| Supplied material |
============================================================
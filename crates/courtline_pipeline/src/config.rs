//! Run configuration, validated once at construction.

use crate::dispatch::ExecutionMode;
use crate::error::{PipelineError, Result};
use courtline_protocol::defaults;
use courtline_protocol::{SourceCatalog, WindowKind};
use serde::{Deserialize, Serialize};

/// One configured completeness window, before evaluation.
#[derive(Debug, Clone, Serialize, Deserialize)]
pub struct WindowSpec {
    pub name: String,
    pub kind: WindowKind,
    pub size: u32,
}

impl WindowSpec {
    pub fn count(name: &str, size: u32) -> Self {
        Self {
            name: name.to_string(),
            kind: WindowKind::Count,
            size,
        }
    }

    pub fn days(name: &str, size: u32) -> Self {
        Self {
            name: name.to_string(),
            kind: WindowKind::Days,
            size,
        }
    }
}

/// Standard window set: two count windows plus one day window that is
/// subject to gap widening.
pub fn standard_windows() -> Vec<WindowSpec> {
    vec![
        WindowSpec::count("last_5", 5),
        WindowSpec::count("last_10", 10),
        WindowSpec::days("recent_days_14", 14),
    ]
}

/// Validated pipeline configuration. Built once, passed by reference.
#[derive(Debug, Clone)]
pub struct PipelineConfig {
    pub catalog: SourceCatalog,
    pub windows: Vec<WindowSpec>,
    pub mode: ExecutionMode,
    pub completeness_threshold_pct: f64,
    pub min_games_absolute: u32,
    pub recent_games_window: u32,
    pub batch_size: usize,
    pub write_max_attempts: u32,
    pub write_backoff_ms: u64,
}

impl PipelineConfig {
    /// Standard configuration with the default catalog and windows.
    pub fn standard() -> Self {
        Self {
            catalog: SourceCatalog::standard(),
            windows: standard_windows(),
            mode: ExecutionMode::default(),
            completeness_threshold_pct: defaults::COMPLETENESS_THRESHOLD_PCT,
            min_games_absolute: defaults::MIN_GAMES_ABSOLUTE,
            recent_games_window: 10,
            batch_size: defaults::WRITE_BATCH_SIZE,
            write_max_attempts: defaults::WRITE_MAX_ATTEMPTS,
            write_backoff_ms: defaults::WRITE_BACKOFF_MS,
        }
    }

    pub fn with_mode(mut self, mode: ExecutionMode) -> Self {
        self.mode = mode;
        self
    }

    /// Check internal consistency. Called by the pipeline constructor;
    /// a bad configuration never reaches per-entity work.
    pub fn validate(&self) -> Result<()> {
        if self.windows.is_empty() {
            return Err(PipelineError::configuration("no completeness windows"));
        }
        for window in &self.windows {
            if window.size == 0 {
                return Err(PipelineError::configuration(format!(
                    "window {} has size 0",
                    window.name
                )));
            }
        }
        if !(self.completeness_threshold_pct > 0.0 && self.completeness_threshold_pct <= 100.0) {
            return Err(PipelineError::configuration(format!(
                "completeness threshold {} out of range (0, 100]",
                self.completeness_threshold_pct
            )));
        }
        if self.batch_size == 0 {
            return Err(PipelineError::configuration("batch size is 0"));
        }
        if self.recent_games_window == 0 {
            return Err(PipelineError::configuration("recent games window is 0"));
        }
        if let ExecutionMode::Concurrent { workers } = self.mode {
            if workers == 0 {
                return Err(PipelineError::configuration("worker count is 0"));
            }
        }
        Ok(())
    }
}
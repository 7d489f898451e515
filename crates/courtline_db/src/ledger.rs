//! Append-only circuit breaker ledger.
//!
//! Rows are never updated or deleted; the current state for a key is
//! the row with the highest attempt number. Reads happen once per run
//! (batch prefetch) and writes once per run (batched append), so the
//! ledger is never touched concurrently by workers.

use crate::error::Result;
use chrono::{DateTime, NaiveDate, Utc};
use courtline_protocol::{BreakerState, CircuitBreakerRecord};
use sqlx::{Pool, Sqlite};
use std::collections::HashMap;
use tracing::debug;

/// Ledger client.
#[derive(Clone)]
pub struct LedgerStore {
    pool: Pool<Sqlite>,
}

impl LedgerStore {
    pub fn new(pool: Pool<Sqlite>) -> Self {
        Self { pool }
    }

    /// Latest breaker state per entity for one (processor, date) scope.
    /// Entities with no ledger rows are simply absent from the map.
    pub async fn latest_states(
        &self,
        processor: &str,
        analysis_date: NaiveDate,
    ) -> Result<HashMap<String, BreakerState>> {
        let rows: Vec<(String, i64, i64, Option<String>)> = sqlx::query_as(
            r#"
            SELECT entity_id, attempt_number, tripped, tripped_until
            FROM breaker_ledger
            WHERE processor = ?1 AND analysis_date = ?2
            ORDER BY attempt_number ASC
            "#,
        )
        .bind(processor)
        .bind(analysis_date.to_string())
        .fetch_all(&self.pool)
        .await?;

        // Ascending attempt order, so the last row per entity wins.
        let mut states = HashMap::new();
        for (entity_id, attempt, tripped, until) in rows {
            let tripped_until = until
                .as_deref()
                .and_then(|t| DateTime::parse_from_rfc3339(t).ok())
                .map(|t| t.with_timezone(&Utc));
            states.insert(
                entity_id,
                BreakerState {
                    attempt_number: attempt.max(0) as u32,
                    tripped: tripped != 0,
                    tripped_until,
                },
            );
        }
        debug!(processor, %analysis_date, entities = states.len(), "prefetched breaker states");
        Ok(states)
    }

    /// Append a batch of new attempts in one transaction.
    pub async fn append_batch(&self, records: &[CircuitBreakerRecord]) -> Result<u64> {
        if records.is_empty() {
            return Ok(0);
        }
        let mut tx = self.pool.begin().await?;
        for record in records {
            sqlx::query(
                r#"
                INSERT INTO breaker_ledger
                    (processor, entity_id, analysis_date, attempt_number,
                     tripped, tripped_until, recorded_at)
                VALUES (?1, ?2, ?3, ?4, ?5, ?6, ?7)
                "#,
            )
            .bind(&record.processor)
            .bind(&record.entity_id)
            .bind(record.analysis_date.to_string())
            .bind(record.attempt_number as i64)
            .bind(record.tripped as i64)
            .bind(record.tripped_until.map(|t| t.to_rfc3339()))
            .bind(record.recorded_at.to_rfc3339())
            .execute(&mut *tx)
            .await?;
        }
        tx.commit().await?;
        debug!(appended = records.len(), "breaker ledger batch committed");
        Ok(records.len() as u64)
    }
}

#[cfg(test)]
mod tests {
    use super::*;
    use crate::pool::in_memory_pool;
    use crate::schema::init_schema;
    use chrono::Duration;

    fn date(s: &str) -> NaiveDate {
        s.parse().unwrap()
    }

    fn record(entity: &str, attempt: u32, tripped: bool) -> CircuitBreakerRecord {
        let now = Utc::now();
        CircuitBreakerRecord {
            processor: "player_features".to_string(),
            entity_id: entity.to_string(),
            analysis_date: date("2026-01-15"),
            attempt_number: attempt,
            tripped,
            tripped_until: tripped.then(|| now + Duration::hours(24)),
            recorded_at: now,
        }
    }

    #[tokio::test]
    async fn latest_attempt_wins() {
        let pool = in_memory_pool().await.unwrap();
        init_schema(&pool).await.unwrap();
        let ledger = LedgerStore::new(pool);

        ledger
            .append_batch(&[record("p1", 1, false), record("p2", 1, false)])
            .await
            .unwrap();
        ledger
            .append_batch(&[record("p1", 2, false), record("p1", 3, true)])
            .await
            .unwrap();

        let states = ledger
            .latest_states("player_features", date("2026-01-15"))
            .await
            .unwrap();
        assert_eq!(states["p1"].attempt_number, 3);
        assert!(states["p1"].tripped);
        assert!(states["p1"].tripped_until.is_some());
        assert_eq!(states["p2"].attempt_number, 1);
        assert!(!states.contains_key("p3"));
    }

    #[tokio::test]
    async fn other_dates_do_not_leak() {
        let pool = in_memory_pool().await.unwrap();
        init_schema(&pool).await.unwrap();
        let ledger = LedgerStore::new(pool);

        let mut other = record("p1", 1, false);
        other.analysis_date = date("2026-01-14");
        ledger.append_batch(&[other]).await.unwrap();

        let states = ledger
            .latest_states("player_features", date("2026-01-15"))
            .await
            .unwrap();
        assert!(states.is_empty());
    }
}
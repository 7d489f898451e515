//! Error types for the storage layer.

use thiserror::Error;

/// Storage operation result type.
pub type Result<T> = std::result::Result<T, DbError>;

/// Storage errors.
#[derive(Error, Debug)]
pub enum DbError {
    /// SQLx error (connection, query, etc.)
    #[error("database error: {0}")]
    Sqlx(sqlx::Error),

    /// Destination is temporarily append-only: existing rows cannot be
    /// deleted or replaced, but inserts still land. Self-heals; callers
    /// treat it as a soft failure rather than aborting the run.
    #[error("destination temporarily append-only: {0}")]
    AppendOnly(String),

    /// Resource not found
    #[error("not found: {0}")]
    NotFound(String),

    /// Stored row failed to parse into its typed form
    #[error("row parse error: {0}")]
    Parse(String),

    /// Serialization error
    #[error("serialization error: {0}")]
    Serialization(#[from] serde_json::Error),
}

impl DbError {
    pub fn not_found(msg: impl Into<String>) -> Self {
        Self::NotFound(msg.into())
    }

    pub fn parse(msg: impl Into<String>) -> Self {
        Self::Parse(msg.into())
    }

    /// Whether this error is the tolerated append-only condition.
    pub fn is_append_only(&self) -> bool {
        matches!(self, DbError::AppendOnly(_))
    }
}

impl From<sqlx::Error> for DbError {
    fn from(err: sqlx::Error) -> Self {
        if let sqlx::Error::Database(db_err) = &err {
            let msg = db_err.message().to_lowercase();
            if msg.contains("readonly") || msg.contains("read-only") {
                return DbError::AppendOnly(db_err.message().to_string());
            }
        }
        DbError::Sqlx(err)
    }
}
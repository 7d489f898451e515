//! Idempotency content hashing.
//!
//! A record's hash covers only the declared meaningful fields, never
//! volatile metadata like timestamps. Values are normalized and field
//! names sorted before hashing so that field order and incidental
//! whitespace cannot change the digest.

use crate::defaults::CONTENT_HASH_LEN;
use blake3::Hasher;
use chrono::NaiveDate;

const SEP: u8 = 0x1f;

/// A value participating in the content hash.
#[derive(Debug, Clone, PartialEq)]
pub enum HashValue {
    Text(String),
    Number(f64),
    Date(NaiveDate),
    Null,
}

impl HashValue {
    /// Canonical string form. Uniform across absent/None/NaN inputs.
    fn canonical(&self) -> String {
        match self {
            HashValue::Text(s) => s.trim().to_string(),
            HashValue::Number(n) => canonical_number(*n),
            HashValue::Date(d) => d.format("%Y-%m-%d").to_string(),
            HashValue::Null => "null".to_string(),
        }
    }
}

impl From<Option<f64>> for HashValue {
    fn from(value: Option<f64>) -> Self {
        match value {
            Some(n) => HashValue::Number(n),
            None => HashValue::Null,
        }
    }
}

/// Canonical numeric rendering: no trailing zeros, no negative zero,
/// non-finite values collapse to the null token.
pub fn canonical_number(value: f64) -> String {
    if !value.is_finite() {
        return "null".to_string();
    }
    let value = if value == 0.0 { 0.0 } else { value };
    if value == value.trunc() && value.abs() < 1e15 {
        format!("{}", value as i64)
    } else {
        let mut s = format!("{:.6}", value);
        while s.ends_with('0') {
            s.pop();
        }
        if s.ends_with('.') {
            s.pop();
        }
        s
    }
}

/// Hash a set of named fields into a short stable digest.
///
/// Field order does not matter; names are sorted before hashing.
/// The digest is truncated hex, stable across runs and processes.
pub fn content_hash(fields: &[(String, HashValue)]) -> String {
    let mut pairs: Vec<(&str, String)> = fields
        .iter()
        .map(|(name, value)| (name.as_str(), value.canonical()))
        .collect();
    pairs.sort_by(|a, b| a.0.cmp(b.0));

    let mut hasher = Hasher::new();
    for (name, value) in pairs {
        hasher.update(name.trim().as_bytes());
        hasher.update(&[SEP]);
        hasher.update(value.as_bytes());
        hasher.update(&[SEP]);
    }
    let hex = hasher.finalize().to_hex().to_string();
    hex[..CONTENT_HASH_LEN.min(hex.len())].to_string()
}
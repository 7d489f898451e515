//! SQLite-backed storage for Courtline: the read-only analytical
//! warehouse, the append-only breaker ledger, and the merge-keyed
//! feature output table.

pub mod error;
pub mod features;
pub mod ledger;
pub mod pool;
pub mod schema;
pub mod warehouse;

pub use error::{DbError, Result};
pub use features::FeatureTable;
pub use ledger::LedgerStore;
pub use pool::{in_memory_pool, open_pool};
pub use schema::init_schema;
pub use warehouse::{
    EntityRef, GameLogRow, InjuryRow, PipelineStatusRow, RatingRow, ScheduleRow, TrackingRow,
    Warehouse,
};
============================================================
| Task item |
Take from the material above the lines running from the one with "and the merge-keyed" through the one with "pub use features::FeatureTable;", and repeat them exactly, with nothing else.

| Result of the task |
//! warehouse, the append-only breaker ledger, and the merge-keyed
//! feature output table.

pub mod error;
pub mod features;
pub mod ledger;
pub mod pool;
pub mod schema;
pub mod warehouse;

pub use error::{DbError, Result};
pub use features::FeatureTable;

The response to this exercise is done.